PDA

View Full Version : [ubuntu] Installation issues



sourcenz
January 13th, 2013, 10:29 AM
Hi, im really not all that experianced with ubuntu.

Im having issues installing on a acer aspire one netbook 1gb ram, 250gb hdd with intel atom processor

Using windows i created a new partition for the ubuntu installation. Using the windows installer, i then installed ubuntu to that partition, which ended up dual booting windows 7 and ubuntu which is exactly what i was after

However when attempting to boot ubuntu i get the following error.

Keys: continue to wait or press S to skip mounting or M for manual recovery

I have tried multiple installations to no avail

Any help much appreciated.

Thanks

dino99
January 13th, 2013, 11:38 AM
Sorry i've no clue about wubi things

for a real installation:

http://ubuntuforums.org/showpost.php?p=12448406&postcount=4

darkod
January 13th, 2013, 11:54 AM
This is wubi, not ubuntu dual booting with windows. It's only virtual ubuntu inside windows.

I can't help much since I am not using wubi.

If you want a proper dual boot, you need to delete that partition you created from windows, if you want to use the whole space for ubuntu. Windows can only create ntfs partitions and linux doesn't install on ntfs. The space needs to be unallocated, so that ubuntu can create linux partitions.

sourcenz
January 14th, 2013, 05:40 AM
thanks for the replies

so could i "shrink a volume" in windows and leave the space unallocated.

I want to do away with installing ubuntu on the same partition as 7 incase things goo wrong i can easily format the ubuntu volume leaving my win7 installation untouched. (your thoughts?)

Then i will boot using the ubuntu ISO and choose "another option" and install ubuntu on the unallocated space (creating its own file system in fat32 or whatever it uses?)

Thanks guys!

Abhinav Kumar
January 14th, 2013, 07:44 AM
Hi sourcenz,


so could i "shrink a volume" in windows and leave the space unallocated.

In windows partition manager, make it a separate drive by right clicking on the unallocated space and then assign some drive alphabet to the new drive.
Make sure you don't end up making Dynamic Disk.

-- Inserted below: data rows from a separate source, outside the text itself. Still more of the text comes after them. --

//! Terminal progress bar for interactive runs.

use std::sync::Mutex;
use std::time::Duration;

use indicatif::{ProgressBar, ProgressDrawTarget, ProgressStyle};
use table_migrate::{MigrationOutcome, ProgressReporter};

const BAR_TEMPLATE: &str =
    "{prefix:>20.bold} [{elapsed_precise}] {bar:40.cyan/blue} {pos}/{len} rows ({per_sec}, eta {eta})";
const SPINNER_TEMPLATE: &str = "{prefix:>20.bold} [{elapsed_precise}] {spinner} {pos} rows ({per_sec})";

/// One bar per table, drawn on stderr. Tables run sequentially so a single
/// slot is enough.
#[derive(Default)]
pub struct BarReporter {
    current: Mutex<Option<ProgressBar>>,
}

impl BarReporter {
    pub fn new() -> Self {
        Self::default()
    }

    fn new_bar(table: &str, total: Option<u64>) -> ProgressBar {
        let (bar, template) = match total {
            Some(total) => (ProgressBar::new(total), BAR_TEMPLATE),
            None => (ProgressBar::new_spinner(), SPINNER_TEMPLATE),
        };
        bar.set_draw_target(ProgressDrawTarget::stderr());
        // Templates are constants; a parse failure just keeps the default style.
        if let Ok(style) = ProgressStyle::with_template(template) {
            bar.set_style(style.progress_chars("=> "));
        }
        bar.set_prefix(table.to_string());
        if total.is_none() {
            bar.enable_steady_tick(Duration::from_millis(120));
        }
        bar
    }
}

impl ProgressReporter for BarReporter {
    fn on_table_start(&self, table: &str, total: Option<u64>) {
        if let Ok(mut current) = self.current.lock() {
            if let Some(old) = current.replace(Self::new_bar(table, total)) {
                old.abandon();
            }
        }
    }

    fn on_chunk_progress(&self, _table: &str, rows_so_far: u64, total: Option<u64>) {
        if let Ok(current) = self.current.lock() {
            if let Some(bar) = current.as_ref() {
                // The estimate can be stale; grow the bar instead of overflowing it.
                if let Some(total) = total {
                    if rows_so_far > total {
                        bar.set_length(rows_so_far);
                    }
                }
                bar.set_position(rows_so_far);
            }
        }
    }

    fn on_table_outcome(&self, outcome: &MigrationOutcome) {
        let Ok(mut current) = self.current.lock() else {
            return;
        };
        match current.take() {
            Some(bar) if outcome.is_success() => bar.finish_with_message("done"),
            Some(bar) => bar.abandon_with_message(outcome.status.to_string()),
            None => {}
        }
    }
}
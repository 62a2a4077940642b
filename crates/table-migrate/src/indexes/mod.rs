//! Index recreation on the target after a successful transfer.

use tracing::{debug, info, warn};

use crate::core::schema::{DdlStatement, IndexDescriptor, TableRef};
use crate::core::traits::TargetWriter;
use crate::error::{MigrateError, Result};

/// What happened to each source index.
#[derive(Debug, Default)]
pub struct IndexReport {
    /// Target names of the indexes created.
    pub created: Vec<String>,
    /// Source names of indexes left alone (already present or unusable).
    pub skipped: Vec<String>,
    /// One [`MigrateError::IndexCreation`] per failed index.
    pub failures: Vec<MigrateError>,
}

impl IndexReport {
    pub fn created_count(&self) -> usize {
        self.created.len()
    }

    pub fn failed_count(&self) -> usize {
        self.failures.len()
    }
}

/// Create each source index that the target table does not already have.
///
/// An index counts as present when the target has one with the same name and
/// column list, or, for a primary key, when the target already has a primary
/// key. A failed index is recorded in the report and does not stop the
/// remaining ones. Only reading the target catalog can fail the call.
pub async fn migrate_indexes(
    target: &dyn TargetWriter,
    source_indexes: &[IndexDescriptor],
    source_table: &TableRef,
    target_table: &TableRef,
) -> Result<IndexReport> {
    let table_name = target_table.to_string();
    let existing = target
        .describe_indexes(target_table)
        .await
        .map_err(|e| MigrateError::schema_query(&table_name, e))?;
    let columns = target
        .describe_columns(target_table)
        .await
        .map_err(|e| MigrateError::schema_query(&table_name, e))?;
    let has_primary_key = existing.iter().any(|i| i.is_primary);
    let max_len = target.dialect().max_identifier_len();

    let mut report = IndexReport::default();

    for index in source_indexes {
        let mut missing = Vec::new();
        let mut mapped_columns = Vec::with_capacity(index.columns.len());
        for name in &index.columns {
            match columns.iter().find(|c| c.has_name(name)) {
                Some(column) => mapped_columns.push(column.name.clone()),
                None => missing.push(name.as_str()),
            }
        }
        if !missing.is_empty() {
            warn!(
                "{}: skipping index {}, target lacks column(s) {}",
                table_name,
                index.name,
                missing.join(", ")
            );
            report.skipped.push(index.name.clone());
            continue;
        }

        let mapped = IndexDescriptor {
            name: target_index_name(&index.name, &source_table.name, &target_table.name, max_len),
            columns: mapped_columns,
            is_unique: index.is_unique,
            is_primary: index.is_primary,
        };

        if (mapped.is_primary && has_primary_key) || existing.iter().any(|e| e.matches(&mapped)) {
            debug!("{}: index {} already present", table_name, mapped.name);
            report.skipped.push(index.name.clone());
            continue;
        }

        let name = mapped.name.clone();
        let stmt = DdlStatement::CreateIndex {
            table: target_table.clone(),
            index: mapped,
        };
        match target.apply_ddl(&stmt).await {
            Ok(()) => {
                info!("{}: created index {}", table_name, name);
                report.created.push(name);
            }
            Err(e) => {
                let err = MigrateError::index_creation(&table_name, name, e);
                warn!("{}", err);
                report.failures.push(err);
            }
        }
    }

    Ok(report)
}

/// Name of the target copy of an index.
///
/// When the table is renamed, occurrences of the source table name inside
/// the index name (ASCII case-insensitive) become the target table name.
/// The result is cut to `max_len` bytes on a character boundary.
pub fn target_index_name(
    index_name: &str,
    source_table: &str,
    target_table: &str,
    max_len: usize,
) -> String {
    let renamed = if source_table.is_empty() || source_table.eq_ignore_ascii_case(target_table) {
        index_name.to_string()
    } else {
        replace_ignore_ascii_case(index_name, source_table, target_table)
    };
    truncate_identifier(renamed, max_len)
}

fn replace_ignore_ascii_case(haystack: &str, needle: &str, replacement: &str) -> String {
    // ASCII lowercasing keeps byte offsets, so positions map back to `haystack`.
    let lower = haystack.to_ascii_lowercase();
    let needle = needle.to_ascii_lowercase();

    let mut out = String::with_capacity(haystack.len());
    let mut pos = 0;
    while let Some(found) = lower[pos..].find(&needle) {
        let start = pos + found;
        out.push_str(&haystack[pos..start]);
        out.push_str(replacement);
        pos = start + needle.len();
    }
    out.push_str(&haystack[pos..]);
    out
}

fn truncate_identifier(mut name: String, max_len: usize) -> String {
    if name.len() > max_len {
        let mut end = max_len;
        while !name.is_char_boundary(end) {
            end -= 1;
        }
        name.truncate(end);
    }
    name
}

Now double click on your wubi installer and follow
https://wiki.ubuntu.com/WubiGuide

Just a simple thing to note: The first screen shot in the above link installs ubuntu in C drive of windows. You need to change it to the drive alphabet which you had assigned for the unallocated space.


I want to do away with installing ubuntu on the same partition as 7 incase things goo wrong i can easily format the ubuntu volume leaving my win7 installation untouched. (your thoughts?)
Yes this is possible since wubi installs ubuntu inside windows and so you can easily format the drives on which ubuntu is installed or even very easily uninstall ubuntu.



Then i will boot using the ubuntu ISO and choose "another option" and install ubuntu on the unallocated space (creating its own file system in fat32 or whatever it uses?)
You first need to make a live usb/cd and then you can have the option to try/install ubuntu.

Regards,
Abhinav

sourcenz
January 14th, 2013, 08:47 AM
Thanks for the reply.

i have done all of the following in wubi installer. I have shrunk my windows volume and created a new volume (in fat32) named ubuntu.

run wubi and installed to that volume. But i am always being hit with these errors. I cannot even use the "Try ubuntu" option when booting from USB. Please note my netbook has no CD/DVD rom drive. So either USB or wubi install.

However same issues, one thing i noticed is installation take a long time 20 - 25 minutes, when complete and i find its not working, in windows 7 its take about 10 seconds to completely format the ubuntu volume which is meant to have ubuntu on it. Im sure this is TOO quick. Indicates a issues writing in same way too the drive to me.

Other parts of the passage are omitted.